What you will do → Show each line in the listing below that contains the word "DirectAdjustment".

____________________

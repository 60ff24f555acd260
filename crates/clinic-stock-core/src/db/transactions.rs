//! Stock transaction database operations.

use rusqlite::{params, OptionalExtension, Row};

use super::{Database, DbError, DbResult};
use crate::models::{
    BatchEffect, Discount, Pricing, StockTransaction, TransactionFilter, TransactionKind,
    TransactionType,
};

const TRANSACTION_COLUMNS: &str = r#"
    id, kind, inventory_batch_id, medicine_definition_id, visit_id, patient_id,
    transaction_type, quantity_boxes, price_per_box, discount_type, discount_value,
    payment_method, reason, notes, transaction_date, effects_recorded
"#;

impl Database {
    /// Insert a transaction together with its batch effects.
    pub fn insert_transaction(&self, tx: &StockTransaction) -> DbResult<()> {
        let (kind, batch_id, definition_id, visit_id) = match &tx.kind {
            TransactionKind::DirectAdjustment { inventory_batch_id } => {
                ("direct", Some(inventory_batch_id.as_str()), None, None)
            }
            TransactionKind::PatientVisit {
                medicine_definition_id,
                visit_id,
            } => (
                "visit",
                None,
                Some(medicine_definition_id.as_str()),
                Some(visit_id.as_str()),
            ),
        };

        self.conn.execute(
            r#"
            INSERT INTO stock_transactions (
                id, kind, inventory_batch_id, medicine_definition_id, visit_id, patient_id,
                transaction_type, quantity_boxes, price_per_box, discount_type, discount_value,
                payment_method, reason, notes, transaction_date, effects_recorded
            ) VALUES (?1, ?2, ?3, ?4, ?5, ?6, ?7, ?8, ?9, ?10, ?11, ?12, ?13, ?14, ?15, ?16)
            "#,
            params![
                tx.id,
                kind,
                batch_id,
                definition_id,
                visit_id,
                tx.patient_id,
                tx.transaction_type.as_str(),
                tx.quantity_boxes,
                tx.pricing.price_per_box,
                tx.pricing.discount.map(|d| d.type_str()),
                tx.pricing.discount.map(|d| d.value()),
                tx.payment_method,
                tx.reason,
                tx.notes,
                tx.transaction_date,
                tx.effects.is_some(),
            ],
        )?;

        let mut stmt = self.conn.prepare(
            "INSERT INTO stock_transaction_effects (transaction_id, batch_id, delta) VALUES (?1, ?2, ?3)",
        )?;
        for effect in tx.effects.iter().flatten() {
            stmt.execute(params![tx.id, effect.batch_id, effect.delta])?;
        }
        Ok(())
    }

    /// Get a transaction by ID.
    pub fn get_transaction(&self, id: &str) -> DbResult<Option<StockTransaction>> {
        let row = self
            .conn
            .query_row(
                &format!("SELECT {} FROM stock_transactions WHERE id = ?", TRANSACTION_COLUMNS),
                [id],
                TransactionRow::from_row,
            )
            .optional()?;
        row.map(|row| self.hydrate(row)).transpose()
    }

    /// List transactions matching a filter, newest first.
    pub fn list_transactions(&self, filter: &TransactionFilter) -> DbResult<Vec<StockTransaction>> {
        let (clause, key) = match filter {
            TransactionFilter::Batch(id) => (
                r#"inventory_batch_id = ?1
                   OR id IN (SELECT transaction_id FROM stock_transaction_effects WHERE batch_id = ?1)"#,
                id,
            ),
            TransactionFilter::MedicineDefinition(id) => ("medicine_definition_id = ?1", id),
            TransactionFilter::Visit(id) => ("visit_id = ?1", id),
            TransactionFilter::Patient(id) => ("patient_id = ?1", id),
        };

        let mut stmt = self.conn.prepare(&format!(
            r#"
            SELECT {} FROM stock_transactions
            WHERE {}
            ORDER BY transaction_date DESC, rowid DESC
            "#,
            TRANSACTION_COLUMNS, clause
        ))?;
        let rows = stmt
            .query_map([key], TransactionRow::from_row)?
            .collect::<Result<Vec<_>, _>>()?;

        rows.into_iter().map(|row| self.hydrate(row)).collect()
    }

    /// IDs of a patient's transactions that are not tied to a visit.
    pub fn list_direct_transaction_ids_for_patient(&self, patient_id: &str) -> DbResult<Vec<String>> {
        let mut stmt = self.conn.prepare(
            r#"
            SELECT id FROM stock_transactions
            WHERE patient_id = ? AND visit_id IS NULL
            ORDER BY transaction_date DESC, rowid DESC
            "#,
        )?;
        let ids = stmt
            .query_map([patient_id], |row| row.get(0))?
            .collect::<Result<Vec<String>, _>>()?;
        Ok(ids)
    }

    /// Recorded per-batch effects of a transaction.
    pub fn get_transaction_effects(&self, transaction_id: &str) -> DbResult<Vec<BatchEffect>> {
        let mut stmt = self.conn.prepare(
            r#"
            SELECT batch_id, delta FROM stock_transaction_effects
            WHERE transaction_id = ?
            ORDER BY batch_id
            "#,
        )?;
        let effects = stmt
            .query_map([transaction_id], |row| {
                Ok(BatchEffect {
                    batch_id: row.get(0)?,
                    delta: row.get(1)?,
                })
            })?
            .collect::<Result<Vec<_>, _>>()?;
        Ok(effects)
    }

    /// Delete a transaction row; its effects go with it.
    pub(crate) fn delete_transaction_row(&self, id: &str) -> DbResult<bool> {
        let rows_affected = self
            .conn
            .execute("DELETE FROM stock_transactions WHERE id = ?", [id])?;
        Ok(rows_affected > 0)
    }

    fn hydrate(&self, row: TransactionRow) -> DbResult<StockTransaction> {
        let effects = if row.effects_recorded {
            Some(self.get_transaction_effects(&row.id)?)
        } else {
            None
        };
        let mut tx: StockTransaction = row.try_into()?;
        tx.effects = effects;
        Ok(tx)
    }
}

/// Intermediate row struct for database mapping.
struct TransactionRow {
    id: String,
    kind: String,
    inventory_batch_id: Option<String>,
    medicine_definition_id: Option<String>,
    visit_id: Option<String>,
    patient_id: Option<String>,
    transaction_type: String,
    quantity_boxes: i64,
    price_per_box: Option<f64>,
    discount_type: Option<String>,
    discount_value: Option<f64>,
    payment_method: Option<String>,
    reason: Option<String>,
    notes: Option<String>,
    transaction_date: String,
    effects_recorded: bool,
}

impl TransactionRow {
    fn from_row(row: &Row<'_>) -> rusqlite::Result<Self> {
        Ok(Self {
            id: row.get(0)?,
            kind: row.get(1)?,
            inventory_batch_id: row.get(2)?,
            medicine_definition_id: row.get(3)?,
            visit_id: row.get(4)?,
            patient_id: row.get(5)?,
            transaction_type: row.get(6)?,
            quantity_boxes: row.get(7)?,
            price_per_box: row.get(8)?,
            discount_type: row.get(9)?,
            discount_value: row.get(10)?,
            payment_method: row.get(11)?,
            reason: row.get(12)?,
            notes: row.get(13)?,
            transaction_date: row.get(14)?,
            effects_recorded: row.get(15)?,
        })
    }
}

impl TryFrom<TransactionRow> for StockTransaction {
    type Error = DbError;

    fn try_from(row: TransactionRow) -> Result<Self, Self::Error> {
        let kind = match (row.kind.as_str(), row.inventory_batch_id, row.medicine_definition_id, row.visit_id) {
            ("direct", Some(inventory_batch_id), _, _) => {
                TransactionKind::DirectAdjustment { inventory_batch_id }
            }
            ("visit", _, Some(medicine_definition_id), Some(visit_id)) => {
                TransactionKind::PatientVisit {
                    medicine_definition_id,
                    visit_id,
                }
            }
            (other, ..) => {
                return Err(DbError::Constraint(format!(
                    "Invalid transaction kind for {}: {}",
                    row.id, other
                )))
            }
        };
        let transaction_type = TransactionType::parse(&row.transaction_type).ok_or_else(|| {
            DbError::Constraint(format!("Invalid transaction type: {}", row.transaction_type))
        })?;

        Ok(StockTransaction {
            id: row.id,
            kind,
            patient_id: row.patient_id,
            transaction_type,
            quantity_boxes: row.quantity_boxes,
            pricing: Pricing::new(
                row.price_per_box,
                Discount::from_parts(row.discount_type.as_deref(), row.discount_value),
            ),
            payment_method: row.payment_method,
            reason: row.reason,
            notes: row.notes,
            transaction_date: row.transaction_date,
            effects: None,
        })
    }
}

#[cfg(test)]
mod tests {
    use super::*;
    use crate::models::{timestamp_now, NewBatch, Patient, Visit};

    fn setup_db() -> Database {
        Database::open_in_memory().unwrap()
    }

    fn direct(batch_id: &str, delta: i64) -> StockTransaction {
        StockTransaction {
            id: uuid::Uuid::new_v4().to_string(),
            kind: TransactionKind::DirectAdjustment {
                inventory_batch_id: batch_id.to_string(),
            },
            patient_id: None,
            transaction_type: TransactionType::Adjustment,
            quantity_boxes: delta,
            pricing: Pricing::default(),
            payment_method: None,
            reason: None,
            notes: Some("count correction".into()),
            transaction_date: timestamp_now(),
            effects: Some(vec![BatchEffect {
                batch_id: batch_id.to_string(),
                delta,
            }]),
        }
    }

    #[test]
    fn test_insert_and_get_direct() {
        let db = setup_db();
        let tx = direct("batch-1", -2);
        db.insert_transaction(&tx).unwrap();

        let loaded = db.get_transaction(&tx.id).unwrap().unwrap();
        assert_eq!(loaded, tx);
        assert!(db.get_transaction("missing").unwrap().is_none());
    }

    #[test]
    fn test_visit_transaction_round_trip() {
        let db = setup_db();
        let patient = Patient::new("Ayesha");
        db.insert_patient(&patient).unwrap();
        let visit = Visit::new(&patient.id, "2025-03-01");
        db.insert_visit(&visit).unwrap();

        let tx = StockTransaction {
            id: "tx-1".into(),
            kind: TransactionKind::PatientVisit {
                medicine_definition_id: "def-1".into(),
                visit_id: visit.id.clone(),
            },
            patient_id: Some(patient.id.clone()),
            transaction_type: TransactionType::Dispensed,
            quantity_boxes: 3,
            pricing: Pricing::new(Some(100.0), Some(Discount::Percentage(10.0))),
            payment_method: Some("cash".into()),
            reason: None,
            notes: None,
            transaction_date: timestamp_now(),
            effects: Some(vec![
                BatchEffect { batch_id: "a".into(), delta: -3 },
                BatchEffect { batch_id: "b".into(), delta: -3 },
            ]),
        };
        db.insert_transaction(&tx).unwrap();

        let loaded = db.get_transaction("tx-1").unwrap().unwrap();
        assert_eq!(loaded, tx);
        assert_eq!(loaded.line_total(), Some(270.0));

        let by_visit = db
            .list_transactions(&TransactionFilter::Visit(visit.id.clone()))
            .unwrap();
        assert_eq!(by_visit.len(), 1);
        let by_batch = db
            .list_transactions(&TransactionFilter::Batch("b".into()))
            .unwrap();
        assert_eq!(by_batch.len(), 1);
    }

    #[test]
    fn test_list_newest_first() {
        let db = setup_db();
        let batch = NewBatch::new("COBECWT", "B-001", 10).into_batch();
        let mut older = direct(&batch.id, 1);
        older.transaction_date = "2025-01-01T00:00:00.000000Z".into();
        let mut newer = direct(&batch.id, 2);
        newer.transaction_date = "2025-01-02T00:00:00.000000Z".into();
        db.insert_transaction(&older).unwrap();
        db.insert_transaction(&newer).unwrap();

        let ids: Vec<String> = db
            .list_transactions(&TransactionFilter::Batch(batch.id.clone()))
            .unwrap()
            .into_iter()
            .map(|t| t.id)
            .collect();
        assert_eq!(ids, vec![newer.id, older.id]);
    }

    #[test]
    fn test_delete_removes_effects() {
        let db = setup_db();
        let tx = direct("batch-1", 4);
        db.insert_transaction(&tx).unwrap();
        assert!(db.delete_transaction_row(&tx.id).unwrap());
        assert!(db.get_transaction_effects(&tx.id).unwrap().is_empty());
        assert!(!db.delete_transaction_row(&tx.id).unwrap());
    }

    #[test]
    fn test_direct_ids_for_patient() {
        let db = setup_db();
        let patient = Patient::new("Bilal");
        db.insert_patient(&patient).unwrap();
        let mut tx = direct("batch-1", 1);
        tx.patient_id = Some(patient.id.clone());
        db.insert_transaction(&tx).unwrap();

        assert_eq!(
            db.list_direct_transaction_ids_for_patient(&patient.id).unwrap(),
            vec![tx.id]
        );
    }
}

____________________

Exercise solution →
            TransactionKind::DirectAdjustment { inventory_batch_id } => {
                TransactionKind::DirectAdjustment { inventory_batch_id }
            kind: TransactionKind::DirectAdjustment {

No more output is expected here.